Usually, I went makeup-free pretty much all the time, at least since I got together with Conor. I just don't feel as if I've got something to prove and Conor likes it better natural so why bother. But now I don't feel anywhere near comfortable in my own skin, the treatment making me look pretty much unrecognisable. 

"Jack, you seen my bomber, bro?"

 Conor's voice can be heard from downstairs and I sigh, finishing my face off quickly so that I'll get to say bye before he goes out again. 

I jog down the beige carpeted stairs, spotting Conor stood in the kitchen talking to Jack who's sat on the sofa in the lounge. 

"I just don't know if she'll think it's a good idea though"

"Conor..."

Jack nods over at me making me stop as both the brothers' attention turns to me. 

"Oh, hey baby. I thought you were asleep"

Why is he acting strange all of a sudden? 

"Naah, you going out?" 

I walk up to him and he gets the hint, wrapping his arms around my waist, quickly pulling me into a hug. Honestly, I don't think there's anything better than Conor's hugs. 

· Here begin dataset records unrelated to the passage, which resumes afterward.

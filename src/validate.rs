use std::collections::HashSet;

use crate::schema::{self, METADATA_COLUMNS};

// Errors gate the whole import; warnings are informational only.
#[derive(Debug, Default)]
pub struct HeaderReport {
    pub errors: Vec<String>,
    pub warnings: Vec<String>,
}

impl HeaderReport {
    pub fn is_blocking(&self) -> bool {
        !self.errors.is_empty()
    }
}

// All rules are evaluated; nothing short-circuits, so one report names
// every structural problem in the file.
pub fn validate_header(header: &[String]) -> HeaderReport {
    let mut report = HeaderReport::default();

    // Rule 1: the metadata block is verbatim and positional. This is a
    // bit-exact comparison; normalization applies to rules 2-5 only.
    for (i, expected) in METADATA_COLUMNS.iter().enumerate() {
        let found = header.get(i).map(String::as_str).unwrap_or("");
        if found != *expected {
            report.errors.push(format!(
                "metadata column {i}: expected \"{expected}\", found \"{found}\""
            ));
        }
    }

    // Rule 2: at least one identifier column must survive normalization.
    let norm_at = |i: usize| header.get(i).map(|s| schema::normalize_header(s));
    let has_user_id = norm_at(0) == Some(schema::normalize_header(METADATA_COLUMNS[0]));
    let has_email = norm_at(1) == Some(schema::normalize_header(METADATA_COLUMNS[1]));
    if !has_user_id && !has_email {
        report.errors.push(
            "no respondent identifier column: neither UserID (column 0) nor Email (column 1) is present"
                .to_string(),
        );
    }

    // Rule 3: low question-column count is a warning, not a gate.
    let question_columns = header.len().saturating_sub(METADATA_COLUMNS.len());
    if question_columns < 90 {
        report.warnings.push(format!(
            "only {question_columns} question columns found (expected at least 90)"
        ));
    }

    // Rule 4: every registered question must appear somewhere after
    // normalization.
    let normalized: HashSet<String> = header
        .iter()
        .map(|h| schema::normalize_header(h))
        .collect();
    for question in schema::questions() {
        if !normalized.contains(&schema::normalize_header(question.canonical_text)) {
            report.errors.push(format!(
                "missing question column: \"{}\"",
                schema::short_label(question.canonical_text)
            ));
        }
    }

    // Rule 5: total width.
    let expected_len = METADATA_COLUMNS.len() + schema::question_count();
    if header.len() < expected_len {
        report.errors.push(format!(
            "expected at least {expected_len} columns (8 metadata + {} questions), found {}",
            schema::question_count(),
            header.len()
        ));
    }

    report
}

#[cfg(test)]
mod tests {
    use super::*;
    use crate::schema;

    fn full_header() -> Vec<String> {
        METADATA_COLUMNS
            .iter()
            .map(|c| c.to_string())
            .chain(
                schema::questions()
                    .iter()
                    .map(|q| q.canonical_text.to_string()),
            )
            .collect()
    }

    #[test]
    fn complete_header_passes() {
        let report = validate_header(&full_header());
        assert!(report.errors.is_empty(), "errors: {:?}", report.errors);
        assert!(report.warnings.is_empty());
    }

    #[test]
    fn header_with_glyph_drift_still_passes() {
        let mut header = full_header();
        // Curly quotes and doubled spaces in a question column are folded
        // away by normalization.
        header[10] = header[10]
            .replace(' ', "  ")
            .replace('\'', "\u{2019}");
        let report = validate_header(&header);
        assert!(report.errors.is_empty(), "errors: {:?}", report.errors);
    }

    #[test]
    fn renamed_metadata_column_is_an_error() {
        let mut header = full_header();
        header[3] = "Organização".to_string();
        let report = validate_header(&header);
        assert!(report
            .errors
            .iter()
            .any(|e| e.contains("metadata column 3") && e.contains("Empresa")));
    }

    #[test]
    fn padded_metadata_cell_is_an_error() {
        let mut header = full_header();
        header[0] = " UserID".to_string();
        header[4] = "Setor ".to_string();
        let report = validate_header(&header);
        assert!(report
            .errors
            .iter()
            .any(|e| e.contains("metadata column 0") && e.contains("\" UserID\"")));
        assert!(report
            .errors
            .iter()
            .any(|e| e.contains("metadata column 4") && e.contains("\"Setor \"")));
    }

    #[test]
    fn missing_both_identifier_columns_is_an_error() {
        let mut header = full_header();
        header[0] = "Matrícula".to_string();
        header[1] = "Contato".to_string();
        let report = validate_header(&header);
        assert!(report
            .errors
            .iter()
            .any(|e| e.contains("no respondent identifier column")));
    }

    #[test]
    fn one_identifier_column_is_enough_for_rule_two() {
        let mut header = full_header();
        header[0] = "Matrícula".to_string();
        let report = validate_header(&header);
        // Rule 1 still flags the renamed cell, but rule 2 stays quiet.
        assert!(!report
            .errors
            .iter()
            .any(|e| e.contains("no respondent identifier column")));
    }

    #[test]
    fn missing_question_column_is_named() {
        let mut header = full_header();
        let dropped = header.remove(8 + 5);
        let report = validate_header(&header);
        let label = schema::short_label(&dropped);
        assert!(
            report.errors.iter().any(|e| e.contains(&label)),
            "expected an error naming {label:?}, got {:?}",
            report.errors
        );
        // Rule 5 fires too: the header is now one column short.
        assert!(report.errors.iter().any(|e| e.contains("expected at least 99")));
    }

    #[test]
    fn short_header_warns_about_question_count() {
        let header: Vec<String> = full_header().into_iter().take(50).collect();
        let report = validate_header(&header);
        assert!(report
            .warnings
            .iter()
            .any(|w| w.contains("42 question columns")));
        assert!(report.is_blocking());
    }
}
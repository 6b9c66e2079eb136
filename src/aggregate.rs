use std::collections::{BTreeMap, HashMap};

use crate::models::{Aggregates, ModalityCount, Respondent};
use crate::rows::{round1, split_tokens};
use crate::schema::{self, Pillar};

// An empty input is a valid terminal state ("file parsed, no rows passed")
// and yields all-zero aggregates.
pub fn aggregate(respondents: &[Respondent]) -> Aggregates {
    let mean_by_pillar: BTreeMap<Pillar, f64> = Pillar::ALL
        .into_iter()
        .map(|pillar| (pillar, corpus_pillar_mean(respondents, pillar)))
        .collect();

    let (top_weak_pillars, top_strong_pillars) = if respondents.is_empty() {
        (Vec::new(), Vec::new())
    } else {
        rank_pillars(&mean_by_pillar)
    };

    Aggregates {
        response_distribution: response_distribution(respondents),
        top_testing_modalities: top_modalities(respondents),
        mean_by_pillar,
        top_weak_pillars,
        top_strong_pillars,
    }
}

// A zero pillar mean signals "no data" and leaves the denominator; it is
// not averaged in as a zero contribution.
fn corpus_pillar_mean(respondents: &[Respondent], pillar: Pillar) -> f64 {
    let values: Vec<f64> = respondents
        .iter()
        .map(|r| r.mean_by_pillar[&pillar])
        .filter(|v| *v > 0.0)
        .collect();
    if values.is_empty() {
        0.0
    } else {
        round1(values.iter().sum::<f64>() / values.len() as f64)
    }
}

fn response_distribution(respondents: &[Respondent]) -> BTreeMap<Pillar, [usize; 6]> {
    let mut distribution: BTreeMap<Pillar, [usize; 6]> =
        Pillar::ALL.into_iter().map(|p| (p, [0; 6])).collect();

    for respondent in respondents {
        for question in schema::questions() {
            if question.is_textual {
                continue;
            }
            if let Some(score) = respondent
                .answers
                .get(question.id)
                .and_then(crate::models::Answer::score)
            {
                if let Some(counts) = distribution.get_mut(&question.pillar) {
                    counts[usize::from(score)] += 1;
                }
            }
        }
    }
    distribution
}

// Stable sorts, so equal means fall back to pillar declaration order.
fn rank_pillars(mean_by_pillar: &BTreeMap<Pillar, f64>) -> (Vec<Pillar>, Vec<Pillar>) {
    let ranked: Vec<(Pillar, f64)> = Pillar::ALL
        .into_iter()
        .map(|p| (p, mean_by_pillar[&p]))
        .collect();

    let mut ascending = ranked.clone();
    ascending.sort_by(|a, b| a.1.partial_cmp(&b.1).unwrap_or(std::cmp::Ordering::Equal));
    let weak = ascending.iter().take(3).map(|(p, _)| *p).collect();

    let mut descending = ranked;
    descending.sort_by(|a, b| b.1.partial_cmp(&a.1).unwrap_or(std::cmp::Ordering::Equal));
    let strong = descending.iter().take(3).map(|(p, _)| *p).collect();

    (weak, strong)
}

fn top_modalities(respondents: &[Respondent]) -> Vec<ModalityCount> {
    let mut counts: HashMap<String, usize> = HashMap::new();
    for respondent in respondents {
        for token in &respondent.testing_modalities {
            // Upstream tokens may still carry an un-split delimiter, so
            // re-split defensively before counting. Counting is
            // case-sensitive.
            for part in split_tokens(token) {
                *counts.entry(part).or_insert(0) += 1;
            }
        }
    }

    let total = respondents.len();
    let mut modalities: Vec<ModalityCount> = counts
        .into_iter()
        .map(|(modality, count)| ModalityCount {
            percentage: (count as f64 / total as f64 * 100.0).round() as u32,
            modality,
            count,
        })
        .collect();
    modalities.sort_by(|a, b| b.count.cmp(&a.count).then(a.modality.cmp(&b.modality)));
    modalities.truncate(10);
    modalities
}
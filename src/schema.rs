use std::sync::OnceLock;

use serde::Serialize;

// Declaration order is the stable tie-break whenever pillars are ranked.
#[derive(Debug, Clone, Copy, PartialEq, Eq, PartialOrd, Ord, Hash, Serialize)]
pub enum Pillar {
    #[serde(rename = "Liderança")]
    Lideranca,
    #[serde(rename = "Processos")]
    Processos,
    #[serde(rename = "Pessoas e Cultura")]
    PessoasCultura,
    #[serde(rename = "Testes Funcionais")]
    TestesFuncionais,
    #[serde(rename = "Testes Automatizados")]
    TestesAutomatizados,
    #[serde(rename = "Métricas e Indicadores")]
    Metricas,
    #[serde(rename = "Ferramentas e DevOps")]
    Devops,
}

impl Pillar {
    pub const ALL: [Pillar; 7] = [
        Pillar::Lideranca,
        Pillar::Processos,
        Pillar::PessoasCultura,
        Pillar::TestesFuncionais,
        Pillar::TestesAutomatizados,
        Pillar::Metricas,
        Pillar::Devops,
    ];

    pub fn name(self) -> &'static str {
        match self {
            Pillar::Lideranca => "Liderança",
            Pillar::Processos => "Processos",
            Pillar::PessoasCultura => "Pessoas e Cultura",
            Pillar::TestesFuncionais => "Testes Funcionais",
            Pillar::TestesAutomatizados => "Testes Automatizados",
            Pillar::Metricas => "Métricas e Indicadores",
            Pillar::Devops => "Ferramentas e DevOps",
        }
    }
}

impl std::fmt::Display for Pillar {
    fn fmt(&self, f: &mut std::fmt::Formatter<'_>) -> std::fmt::Result {
        f.write_str(self.name())
    }
}

// Must appear verbatim, in order, as the first eight header cells.
pub const METADATA_COLUMNS: [&str; 8] = [
    "UserID",
    "Email",
    "Nome",
    "Empresa",
    "Setor",
    "Time Dedicado de Qualidade",
    "Composição do Time",
    "Área de Atuação",
];

#[derive(Debug, Clone)]
pub struct QuestionDefinition {
    // Exact wording used as the header matching key.
    pub canonical_text: &'static str,
    pub id: &'static str,
    pub pillar: Pillar,
    pub ordinal: usize,
    pub is_textual: bool,
}

// The one free-text question; excluded from every numeric aggregation.
pub const TEXTUAL_QUESTION_ID: &str = "testing13";

pub fn questions() -> &'static [QuestionDefinition] {
    static QUESTIONS: OnceLock<Vec<QuestionDefinition>> = OnceLock::new();
    QUESTIONS.get_or_init(|| {
        QUESTION_TABLE
            .iter()
            .enumerate()
            .map(|(ordinal, (id, pillar, text))| QuestionDefinition {
                canonical_text: text,
                id,
                pillar: *pillar,
                ordinal,
                is_textual: *id == TEXTUAL_QUESTION_ID,
            })
            .collect()
    })
}

pub fn question_by_id(id: &str) -> Option<&'static QuestionDefinition> {
    questions().iter().find(|q| q.id == id)
}

pub fn question_count() -> usize {
    questions().len()
}

// Canonical form for header comparisons: glyph folding (curly quotes,
// ellipsis, en/em dashes), lowercasing, whitespace collapse. Idempotent.
// A missed match silently drops a question's data.
pub fn normalize_header(raw: &str) -> String {
    let mut folded = String::with_capacity(raw.len());
    for ch in raw.chars() {
        match ch {
            '\u{2018}' | '\u{2019}' | '\u{201A}' | '\u{2032}' => folded.push('\''),
            '\u{201C}' | '\u{201D}' | '\u{201E}' | '\u{2033}' => folded.push('"'),
            '\u{2026}' => folded.push_str("..."),
            '\u{2013}' | '\u{2014}' | '\u{2212}' => folded.push('-'),
            c if c.is_whitespace() => folded.push(' '),
            c => folded.push(c),
        }
    }
    folded
        .to_lowercase()
        .split_whitespace()
        .collect::<Vec<_>>()
        .join(" ")
}

// Truncated question wording for error messages.
pub fn short_label(text: &str) -> String {
    const MAX: usize = 60;
    if text.chars().count() <= MAX {
        text.to_string()
    } else {
        let head: String = text.chars().take(MAX).collect();
        format!("{}...", head.trim_end())
    }
}

type QuestionRow = (&'static str, Pillar, &'static str);

#[rustfmt::skip]
const QUESTION_TABLE: &[QuestionRow] = &[
    // Liderança
    ("leadership1", Pillar::Lideranca, "A liderança patrocina ativamente as iniciativas de qualidade?"),
    ("leadership2", Pillar::Lideranca, "A liderança define metas claras de qualidade para os times?"),
    ("leadership3", Pillar::Lideranca, "Os líderes acompanham indicadores de qualidade em rituais recorrentes?"),
    ("leadership4", Pillar::Lideranca, "A liderança aloca orçamento específico para qualidade de software?"),
    ("leadership5", Pillar::Lideranca, "Decisões de release consideram critérios de qualidade definidos pela liderança?"),
    ("leadership6", Pillar::Lideranca, "A liderança incentiva a comunicação de falhas sem punição?"),
    ("leadership7", Pillar::Lideranca, "Existe um plano de carreira para profissionais de qualidade?"),
    ("leadership8", Pillar::Lideranca, "A liderança participa de retrospectivas sobre incidentes de produção?"),
    ("leadership9", Pillar::Lideranca, "Os gestores conhecem o custo dos defeitos encontrados em produção?"),
    ("leadership10", Pillar::Lideranca, "A liderança promove treinamentos de qualidade para todos os papéis?"),
    ("leadership11", Pillar::Lideranca, "Qualidade é tratada como responsabilidade de todo o time, com apoio da liderança?"),
    ("leadership12", Pillar::Lideranca, "A liderança revisa periodicamente a estratégia de testes da organização?"),
    ("leadership13", Pillar::Lideranca, "Os objetivos de qualidade fazem parte das metas corporativas?"),
    // Processos
    ("process1", Pillar::Processos, "Existe um processo de desenvolvimento documentado e seguido pelos times?"),
    ("process2", Pillar::Processos, "Os critérios de aceitação são definidos antes do início do desenvolvimento?"),
    ("process3", Pillar::Processos, "Existe uma definição de pronto que inclui critérios de qualidade?"),
    ("process4", Pillar::Processos, "O processo de gestão de defeitos é padronizado entre os times?"),
    ("process5", Pillar::Processos, "Revisões de código são obrigatórias antes da integração?"),
    ("process6", Pillar::Processos, "Existe um fluxo formal de homologação antes de cada release?"),
    ("process7", Pillar::Processos, "Os requisitos são refinados com participação do time de qualidade?"),
    ("process8", Pillar::Processos, "Mudanças de escopo passam por avaliação de impacto em testes?"),
    ("process9", Pillar::Processos, "O versionamento de código segue um fluxo definido e documentado?"),
    ("process10", Pillar::Processos, "Existem políticas de branch e merge aplicadas por ferramenta?"),
    ("process11", Pillar::Processos, "O processo prevê testes de regressão antes de cada entrega?"),
    ("process12", Pillar::Processos, "Os ambientes de teste são provisionados por processo padronizado?"),
    ("process13", Pillar::Processos, "Lições aprendidas de incidentes retroalimentam o processo?"),
    // Pessoas e Cultura
    ("culture1", Pillar::PessoasCultura, "Os times se sentem responsáveis pela qualidade do que entregam?"),
    ("culture2", Pillar::PessoasCultura, "Erros são tratados como oportunidade de aprendizado, não de punição?"),
    ("culture3", Pillar::PessoasCultura, "Existe colaboração constante entre desenvolvedores e analistas de qualidade?"),
    ("culture4", Pillar::PessoasCultura, "Novos integrantes recebem onboarding sobre práticas de qualidade?"),
    ("culture5", Pillar::PessoasCultura, "O time compartilha conhecimento de testes em sessões internas?"),
    ("culture6", Pillar::PessoasCultura, "Profissionais de qualidade participam das cerimônias do time?"),
    ("culture7", Pillar::PessoasCultura, "Há incentivo para certificações e cursos na área de qualidade?"),
    ("culture8", Pillar::PessoasCultura, "O time tem autonomia para bloquear uma entrega por risco de qualidade?"),
    ("culture9", Pillar::PessoasCultura, "Feedbacks sobre qualidade circulam entre times diferentes?"),
    ("culture10", Pillar::PessoasCultura, "O conhecimento sobre testes é preservado quando há trocas no time?"),
    ("culture11", Pillar::PessoasCultura, "Existe uma comunidade de prática de qualidade na organização?"),
    ("culture12", Pillar::PessoasCultura, "O time celebra melhorias mensuráveis de qualidade?"),
    ("culture13", Pillar::PessoasCultura, "Pessoas de negócio participam da validação das entregas?"),
    // Testes Funcionais
    ("testing1", Pillar::TestesFuncionais, "Os casos de teste funcionais são documentados em ferramenta própria?"),
    ("testing2", Pillar::TestesFuncionais, "Os testes funcionais cobrem os principais fluxos de negócio?"),
    ("testing3", Pillar::TestesFuncionais, "Existe priorização de testes funcionais baseada em risco?"),
    ("testing4", Pillar::TestesFuncionais, "Os testes exploratórios são praticados de forma estruturada?"),
    ("testing5", Pillar::TestesFuncionais, "A massa de dados de teste é gerada de forma controlada?"),
    ("testing6", Pillar::TestesFuncionais, "A regressão funcional é reexecutada a cada entrega?"),
    ("testing7", Pillar::TestesFuncionais, "Defeitos encontrados geram novos casos de teste?"),
    ("testing8", Pillar::TestesFuncionais, "Existe rastreabilidade entre requisitos e casos de teste?"),
    ("testing9", Pillar::TestesFuncionais, "Os testes de aceitação são validados com o usuário final?"),
    ("testing10", Pillar::TestesFuncionais, "Testes de usabilidade fazem parte do ciclo de entrega?"),
    ("testing11", Pillar::TestesFuncionais, "A cobertura dos testes funcionais é revisada periodicamente?"),
    ("testing12", Pillar::TestesFuncionais, "Os roteiros de teste são atualizados quando o produto muda?"),
    ("testing13", Pillar::TestesFuncionais, "Quais modalidades de teste são praticadas atualmente pelo seu time?"),
    // Testes Automatizados
    ("automation1", Pillar::TestesAutomatizados, "Existe uma estratégia de automação de testes definida?"),
    ("automation2", Pillar::TestesAutomatizados, "Os testes unitários fazem parte da rotina de desenvolvimento?"),
    ("automation3", Pillar::TestesAutomatizados, "A cobertura de testes unitários é medida e acompanhada?"),
    ("automation4", Pillar::TestesAutomatizados, "Existem testes automatizados de integração entre serviços?"),
    ("automation5", Pillar::TestesAutomatizados, "Os testes de interface de ponta a ponta são automatizados?"),
    ("automation6", Pillar::TestesAutomatizados, "A suíte automatizada roda a cada alteração de código?"),
    ("automation7", Pillar::TestesAutomatizados, "Falhas da suíte automatizada bloqueiam a integração do código?"),
    ("automation8", Pillar::TestesAutomatizados, "Os testes automatizados rodam em pipeline de integração contínua?"),
    ("automation9", Pillar::TestesAutomatizados, "O tempo de execução da suíte automatizada é monitorado?"),
    ("automation10", Pillar::TestesAutomatizados, "Testes instáveis são tratados com prioridade?"),
    ("automation11", Pillar::TestesAutomatizados, "A automação cobre também cenários negativos e de borda?"),
    ("automation12", Pillar::TestesAutomatizados, "Scripts de automação passam por revisão de código?"),
    ("automation13", Pillar::TestesAutomatizados, "Existe automação de testes de API com validação de contrato?"),
    // Métricas e Indicadores
    ("metrics1", Pillar::Metricas, "O time acompanha a densidade de defeitos por entrega?"),
    ("metrics2", Pillar::Metricas, "O vazamento de defeitos para produção é medido?"),
    ("metrics3", Pillar::Metricas, "Existe painel visível com indicadores de qualidade?"),
    ("metrics4", Pillar::Metricas, "O lead time das correções de defeito é medido?"),
    ("metrics5", Pillar::Metricas, "A taxa de sucesso das execuções de teste é acompanhada?"),
    ("metrics6", Pillar::Metricas, "Os indicadores de qualidade influenciam o planejamento das sprints?"),
    ("metrics7", Pillar::Metricas, "Metas quantitativas de qualidade são definidas e revisadas?"),
    ("metrics8", Pillar::Metricas, "O custo de retrabalho causado por defeitos é estimado?"),
    ("metrics9", Pillar::Metricas, "Indicadores de cobertura de testes são reportados à liderança?"),
    ("metrics10", Pillar::Metricas, "A satisfação do usuário é medida após cada release?"),
    ("metrics11", Pillar::Metricas, "Incidentes de produção são classificados por severidade e causa raiz?"),
    ("metrics12", Pillar::Metricas, "O histórico de métricas é usado para prever riscos de entrega?"),
    ("metrics13", Pillar::Metricas, "Os times comparam seus indicadores com referências de mercado?"),
    // Ferramentas e DevOps
    ("devops1", Pillar::Devops, "Existe pipeline de integração contínua para todos os repositórios?"),
    ("devops2", Pillar::Devops, "O deploy em produção é automatizado?"),
    ("devops3", Pillar::Devops, "Os ambientes de teste são criados sob demanda?"),
    ("devops4", Pillar::Devops, "Ferramentas de análise estática de código são usadas no pipeline?"),
    ("devops5", Pillar::Devops, "O monitoramento de produção gera alertas acionáveis?"),
    ("devops6", Pillar::Devops, "Logs centralizados estão disponíveis para investigação de defeitos?"),
    ("devops7", Pillar::Devops, "Feature flags são usadas para reduzir risco de release?"),
    ("devops8", Pillar::Devops, "Existe estratégia de rollback automatizada para releases com falha?"),
    ("devops9", Pillar::Devops, "A gestão de dependências e vulnerabilidades é automatizada?"),
    ("devops10", Pillar::Devops, "Dados sensíveis são mascarados nos ambientes de teste?"),
    ("devops11", Pillar::Devops, "As ferramentas de teste estão integradas ao fluxo de trabalho do time?"),
    ("devops12", Pillar::Devops, "A infraestrutura de testes suporta execução em paralelo?"),
    ("devops13", Pillar::Devops, "Versões de aplicação e configuração são rastreáveis em produção?"),
];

"Yeah, got some rehearsals but I'll be back before you notice I'm gone, okay?" 

He lifts me up on to the kitchen counter and I instantly get flashbacks from like one of the first nights that we spent together. Yet this time he's sober and his brother is sat in the same room quite literally. 

"But I haven't seen you in ages"

I pout and he sighs, pushing a stray strand of my hair behind my ear before leaning his forehead against mine. He'd been really busy lately, meetings and studio sessions making him pretty much have to sleep in his studio. Not that he slept but you get what I mean. 

"I'll get back before dinner and then we can go out and eat together like we used to" 

If it wasn't for the fact that I know he's only saying this to make me feel better about the situation would I actually be happy for real. But that isn't the case, Conor most likely won't get back in time and I'll have to spend the evening alone as usual. Still, I always hope he'll change, that one day will be the one and he'll keep his promise.